- _Problem_
Looking through the listing that follows, count the lines that contain "None" and give only that number.
(Beginning of Provided data)
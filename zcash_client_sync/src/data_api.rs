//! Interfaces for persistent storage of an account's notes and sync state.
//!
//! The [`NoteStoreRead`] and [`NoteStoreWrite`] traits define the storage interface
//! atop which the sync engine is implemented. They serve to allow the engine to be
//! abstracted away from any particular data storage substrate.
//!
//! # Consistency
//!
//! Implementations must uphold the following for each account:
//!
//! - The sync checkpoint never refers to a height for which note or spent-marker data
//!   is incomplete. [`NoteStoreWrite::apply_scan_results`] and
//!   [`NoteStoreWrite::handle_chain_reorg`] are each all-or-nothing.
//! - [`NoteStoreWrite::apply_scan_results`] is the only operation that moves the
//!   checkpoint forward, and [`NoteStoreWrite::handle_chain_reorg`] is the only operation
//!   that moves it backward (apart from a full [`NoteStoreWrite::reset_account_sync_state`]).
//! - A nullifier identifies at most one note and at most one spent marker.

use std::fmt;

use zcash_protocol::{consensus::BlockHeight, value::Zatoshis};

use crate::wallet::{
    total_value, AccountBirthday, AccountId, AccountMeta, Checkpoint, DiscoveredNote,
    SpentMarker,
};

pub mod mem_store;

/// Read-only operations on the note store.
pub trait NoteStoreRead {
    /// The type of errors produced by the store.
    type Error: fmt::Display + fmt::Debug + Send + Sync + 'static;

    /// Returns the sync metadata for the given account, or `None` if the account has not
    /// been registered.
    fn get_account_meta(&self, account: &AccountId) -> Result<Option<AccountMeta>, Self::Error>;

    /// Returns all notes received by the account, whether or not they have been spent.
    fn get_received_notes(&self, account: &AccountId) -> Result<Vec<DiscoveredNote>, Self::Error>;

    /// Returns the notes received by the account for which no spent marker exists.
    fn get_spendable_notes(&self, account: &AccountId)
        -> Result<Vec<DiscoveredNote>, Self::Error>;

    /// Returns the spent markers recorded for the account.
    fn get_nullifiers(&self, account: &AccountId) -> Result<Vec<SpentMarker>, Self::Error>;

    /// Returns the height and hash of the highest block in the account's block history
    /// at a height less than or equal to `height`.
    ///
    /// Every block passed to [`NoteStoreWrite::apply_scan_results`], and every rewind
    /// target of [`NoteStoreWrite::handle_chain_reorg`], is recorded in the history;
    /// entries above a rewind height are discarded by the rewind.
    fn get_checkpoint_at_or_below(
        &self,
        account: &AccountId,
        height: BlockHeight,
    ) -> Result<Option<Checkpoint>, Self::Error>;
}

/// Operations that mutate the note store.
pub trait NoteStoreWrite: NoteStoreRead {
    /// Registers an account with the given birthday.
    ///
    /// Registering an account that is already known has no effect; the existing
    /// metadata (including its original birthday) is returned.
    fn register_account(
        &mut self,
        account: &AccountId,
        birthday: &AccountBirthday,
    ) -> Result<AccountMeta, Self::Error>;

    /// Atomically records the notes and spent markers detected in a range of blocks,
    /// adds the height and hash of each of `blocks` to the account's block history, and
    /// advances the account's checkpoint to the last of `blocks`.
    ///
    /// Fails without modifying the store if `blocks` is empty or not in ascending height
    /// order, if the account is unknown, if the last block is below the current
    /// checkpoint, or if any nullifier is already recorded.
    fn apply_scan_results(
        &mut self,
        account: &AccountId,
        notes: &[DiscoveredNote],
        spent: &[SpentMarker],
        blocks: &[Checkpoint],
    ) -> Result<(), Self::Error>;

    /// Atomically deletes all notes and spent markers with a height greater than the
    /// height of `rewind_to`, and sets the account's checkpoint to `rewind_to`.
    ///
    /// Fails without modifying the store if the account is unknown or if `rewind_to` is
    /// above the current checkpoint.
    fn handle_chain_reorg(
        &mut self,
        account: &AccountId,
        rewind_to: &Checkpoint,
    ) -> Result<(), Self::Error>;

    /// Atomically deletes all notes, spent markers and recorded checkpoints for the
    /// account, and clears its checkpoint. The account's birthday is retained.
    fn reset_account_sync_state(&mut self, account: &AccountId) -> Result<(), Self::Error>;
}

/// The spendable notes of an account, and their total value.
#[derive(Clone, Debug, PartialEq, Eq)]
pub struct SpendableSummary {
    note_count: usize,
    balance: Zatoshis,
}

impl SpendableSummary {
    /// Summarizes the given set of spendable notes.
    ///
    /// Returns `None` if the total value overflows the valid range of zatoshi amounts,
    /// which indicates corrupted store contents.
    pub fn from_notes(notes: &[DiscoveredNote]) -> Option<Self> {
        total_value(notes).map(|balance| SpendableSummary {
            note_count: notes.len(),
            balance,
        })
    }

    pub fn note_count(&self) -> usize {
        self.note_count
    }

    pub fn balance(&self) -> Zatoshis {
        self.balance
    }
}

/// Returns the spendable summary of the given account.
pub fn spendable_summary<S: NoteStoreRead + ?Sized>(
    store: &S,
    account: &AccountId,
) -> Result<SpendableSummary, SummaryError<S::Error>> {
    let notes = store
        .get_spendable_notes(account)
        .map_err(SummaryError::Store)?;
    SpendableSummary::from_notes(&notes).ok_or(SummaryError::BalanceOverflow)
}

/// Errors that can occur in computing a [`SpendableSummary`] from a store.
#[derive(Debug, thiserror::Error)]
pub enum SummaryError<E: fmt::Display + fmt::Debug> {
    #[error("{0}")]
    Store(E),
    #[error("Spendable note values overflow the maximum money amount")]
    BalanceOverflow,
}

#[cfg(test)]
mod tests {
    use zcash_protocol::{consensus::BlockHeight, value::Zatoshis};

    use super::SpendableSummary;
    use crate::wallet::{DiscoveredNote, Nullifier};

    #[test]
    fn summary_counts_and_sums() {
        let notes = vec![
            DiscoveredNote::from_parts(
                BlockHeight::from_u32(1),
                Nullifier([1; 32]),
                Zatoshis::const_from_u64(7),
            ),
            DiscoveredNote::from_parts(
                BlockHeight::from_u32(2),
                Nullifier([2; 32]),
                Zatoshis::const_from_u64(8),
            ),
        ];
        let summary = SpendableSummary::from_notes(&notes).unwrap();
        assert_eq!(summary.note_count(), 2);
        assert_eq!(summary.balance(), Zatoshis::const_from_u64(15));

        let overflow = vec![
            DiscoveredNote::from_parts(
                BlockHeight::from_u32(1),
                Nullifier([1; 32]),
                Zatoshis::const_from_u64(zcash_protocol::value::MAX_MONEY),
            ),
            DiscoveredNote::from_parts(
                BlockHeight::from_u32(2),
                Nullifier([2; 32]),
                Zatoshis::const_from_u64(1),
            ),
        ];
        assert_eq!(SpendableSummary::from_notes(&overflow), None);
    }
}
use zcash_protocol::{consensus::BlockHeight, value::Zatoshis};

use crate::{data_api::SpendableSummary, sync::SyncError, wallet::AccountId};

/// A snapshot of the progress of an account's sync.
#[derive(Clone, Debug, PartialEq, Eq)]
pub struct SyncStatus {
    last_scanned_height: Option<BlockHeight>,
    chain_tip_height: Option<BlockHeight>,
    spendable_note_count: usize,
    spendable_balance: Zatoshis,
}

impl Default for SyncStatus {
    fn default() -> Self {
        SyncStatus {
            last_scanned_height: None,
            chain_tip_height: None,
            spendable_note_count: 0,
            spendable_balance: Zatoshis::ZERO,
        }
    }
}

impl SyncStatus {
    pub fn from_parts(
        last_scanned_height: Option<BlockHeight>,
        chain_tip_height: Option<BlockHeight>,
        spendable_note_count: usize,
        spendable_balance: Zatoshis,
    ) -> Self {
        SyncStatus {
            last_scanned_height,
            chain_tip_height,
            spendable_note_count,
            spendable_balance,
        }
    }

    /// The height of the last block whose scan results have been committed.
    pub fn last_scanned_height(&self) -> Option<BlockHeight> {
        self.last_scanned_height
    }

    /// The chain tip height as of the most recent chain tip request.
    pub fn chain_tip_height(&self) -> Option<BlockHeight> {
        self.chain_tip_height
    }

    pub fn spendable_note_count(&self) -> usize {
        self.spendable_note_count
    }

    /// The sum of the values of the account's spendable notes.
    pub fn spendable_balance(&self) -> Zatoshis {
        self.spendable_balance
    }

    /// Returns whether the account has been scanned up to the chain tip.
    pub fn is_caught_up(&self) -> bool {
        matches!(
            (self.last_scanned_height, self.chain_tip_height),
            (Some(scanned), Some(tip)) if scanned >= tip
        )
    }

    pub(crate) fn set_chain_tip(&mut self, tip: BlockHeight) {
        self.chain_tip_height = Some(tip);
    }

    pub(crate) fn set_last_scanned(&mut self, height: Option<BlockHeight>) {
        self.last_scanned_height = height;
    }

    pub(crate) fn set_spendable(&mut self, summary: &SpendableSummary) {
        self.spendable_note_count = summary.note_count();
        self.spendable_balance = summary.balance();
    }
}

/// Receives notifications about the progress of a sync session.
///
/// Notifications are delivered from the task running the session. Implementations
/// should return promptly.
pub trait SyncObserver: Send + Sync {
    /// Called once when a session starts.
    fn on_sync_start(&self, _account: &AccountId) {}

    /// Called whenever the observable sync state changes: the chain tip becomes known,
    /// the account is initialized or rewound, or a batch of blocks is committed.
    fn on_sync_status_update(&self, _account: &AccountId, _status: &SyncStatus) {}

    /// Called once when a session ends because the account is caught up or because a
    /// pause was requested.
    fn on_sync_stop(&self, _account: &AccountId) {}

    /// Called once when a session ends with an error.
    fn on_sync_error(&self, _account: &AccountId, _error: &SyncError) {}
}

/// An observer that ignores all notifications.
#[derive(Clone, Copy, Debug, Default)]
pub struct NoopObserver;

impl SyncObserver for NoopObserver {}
(End of Provided data)
- _Answer for this exercise_
5